## TASK:
All that is needed is each line of the entries holding the word "values", copied as it stands.

#### DATA EXTRACTS ####

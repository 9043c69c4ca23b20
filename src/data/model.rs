use std::collections::{BTreeMap, BTreeSet};
use std::fmt;

use serde::{Deserialize, Serialize};

// ---------------------------------------------------------------------------
// Metric – the four supported indicators
// ---------------------------------------------------------------------------

/// One of the tracked SDG 9 indicators. The variant order is the order shown
/// to the user.
#[derive(
    Debug, Clone, Copy, Default, PartialEq, Eq, Hash, PartialOrd, Ord, Serialize, Deserialize,
)]
pub enum Metric {
    #[default]
    ManufacturingValueAdded,
    ResearchExpenditure,
    ResearchersPerMillion,
    MobileCoverage,
}

impl Metric {
    pub const ALL: [Metric; 4] = [
        Metric::ManufacturingValueAdded,
        Metric::ResearchExpenditure,
        Metric::ResearchersPerMillion,
        Metric::MobileCoverage,
    ];

    /// Display label.
    pub fn label(self) -> &'static str {
        match self {
            Metric::ManufacturingValueAdded => "Manufacturing value added (% GDP)",
            Metric::ResearchExpenditure => "R&D expenditure (% GDP)",
            Metric::ResearchersPerMillion => "Researchers per million",
            Metric::MobileCoverage => "Mobile network coverage (%)",
        }
    }

    /// Column name in the source tables.
    pub fn key(self) -> &'static str {
        match self {
            Metric::ManufacturingValueAdded => "mfg_value_pct",
            Metric::ResearchExpenditure => "rd_expend_pct",
            Metric::ResearchersPerMillion => "researchers_pm",
            Metric::MobileCoverage => "mobile_cov_pct",
        }
    }

    pub fn from_key(key: &str) -> Option<Metric> {
        Metric::ALL.into_iter().find(|m| m.key() == key)
    }
}

impl fmt::Display for Metric {
    fn fmt(&self, f: &mut fmt::Formatter<'_>) -> fmt::Result {
        f.write_str(self.label())
    }
}

// ---------------------------------------------------------------------------
// SourceId – which dataset a table came from
// ---------------------------------------------------------------------------

#[derive(Debug, Clone, Copy, PartialEq, Eq, Hash, PartialOrd, Ord, Serialize, Deserialize)]
pub enum SourceId {
    /// Our World in Data SDG 9 extract.
    OurWorldInData,
    /// Sustainable Development Report scores.
    SdrScores,
    /// World Bank SDG 9 extract.
    WorldBank,
}

impl SourceId {
    /// Resolution order: a metric is served by the first source in this
    /// list whose table has the column.
    pub const PRIORITY: [SourceId; 3] = [
        SourceId::OurWorldInData,
        SourceId::SdrScores,
        SourceId::WorldBank,
    ];

    /// File name without extension; the extension picks the reader.
    pub fn file_stem(self) -> &'static str {
        match self {
            SourceId::OurWorldInData => "ourworldindata_sdg9",
            SourceId::SdrScores => "sdr_scores",
            SourceId::WorldBank => "worldbank_sdg9",
        }
    }

    /// The CSV file name, used when no file of another format is present.
    pub fn file_name(self) -> String {
        format!("{}.csv", self.file_stem())
    }

    pub fn label(self) -> &'static str {
        match self {
            SourceId::OurWorldInData => "Our World in Data",
            SourceId::SdrScores => "Sustainable Development Report",
            SourceId::WorldBank => "World Bank",
        }
    }
}

impl fmt::Display for SourceId {
    fn fmt(&self, f: &mut fmt::Formatter<'_>) -> fmt::Result {
        f.write_str(self.label())
    }
}

// ---------------------------------------------------------------------------
// IndicatorRow – one (country, year) observation
// ---------------------------------------------------------------------------

#[derive(Debug, Clone, PartialEq)]
pub struct IndicatorRow {
    pub country: String,
    pub year: i32,
    /// Indicator columns that hold a number in this row. Empty or
    /// non-numeric cells are absent.
    pub values: BTreeMap<String, f64>,
}

impl IndicatorRow {
    pub fn new(country: impl Into<String>, year: i32) -> Self {
        Self {
            country: country.into(),
            year,
            values: BTreeMap::new(),
        }
    }

    pub fn with_value(mut self, key: impl Into<String>, value: f64) -> Self {
        self.values.insert(key.into(), value);
        self
    }

    pub fn value(&self, key: &str) -> Option<f64> {
        self.values.get(key).copied()
    }
}

// ---------------------------------------------------------------------------
// IndicatorTable – a loaded dataset or a view derived from one
// ---------------------------------------------------------------------------

#[derive(Debug, Clone, PartialEq)]
pub struct IndicatorTable {
    pub source: SourceId,
    /// Indicator column names in header order (excludes `country`, `year`).
    pub columns: Vec<String>,
    pub rows: Vec<IndicatorRow>,
}

impl IndicatorTable {
    pub fn new(source: SourceId, columns: Vec<String>, rows: Vec<IndicatorRow>) -> Self {
        Self {
            source,
            columns,
            rows,
        }
    }

    pub fn has_column(&self, key: &str) -> bool {
        self.columns.iter().any(|c| c == key)
    }

    /// A table of the same source and schema holding `rows`.
    pub fn with_rows(&self, rows: Vec<IndicatorRow>) -> Self {
        Self {
            source: self.source,
            columns: self.columns.clone(),
            rows,
        }
    }

    pub fn countries(&self) -> BTreeSet<&str> {
        self.rows.iter().map(|r| r.country.as_str()).collect()
    }

    pub fn latest_year(&self) -> Option<i32> {
        self.rows.iter().map(|r| r.year).max()
    }

    pub fn len(&self) -> usize {
        self.rows.len()
    }

    pub fn is_empty(&self) -> bool {
        self.rows.is_empty()
    }
}

#[cfg(test)]
mod tests {
    use super::*;

    #[test]
    fn metric_keys_round_trip() {
        for metric in Metric::ALL {
            assert_eq!(Metric::from_key(metric.key()), Some(metric));
        }
        assert_eq!(Metric::from_key("literacy_rate"), None);
        assert_eq!(Metric::default(), Metric::ManufacturingValueAdded);
    }

    #[test]
    fn table_queries() {
        let table = IndicatorTable::new(
            SourceId::WorldBank,
            vec!["mobile_cov_pct".into()],
            vec![
                IndicatorRow::new("Kenya", 2020).with_value("mobile_cov_pct", 96.0),
                IndicatorRow::new("Kenya", 2021),
                IndicatorRow::new("Chile", 2019).with_value("mobile_cov_pct", 99.0),
            ],
        );
        assert!(table.has_column("mobile_cov_pct"));
        assert!(!table.has_column("country"));
        assert_eq!(table.latest_year(), Some(2021));
        assert_eq!(table.countries().into_iter().collect::<Vec<_>>(), ["Chile", "Kenya"]);
        assert_eq!(table.rows[1].value("mobile_cov_pct"), None);
    }
}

####

## RESULT OF THE TASK:
    pub values: BTreeMap<String, f64>,
            values: BTreeMap::new(),
        self.values.insert(key.into(), value);
        self.values.get(key).copied()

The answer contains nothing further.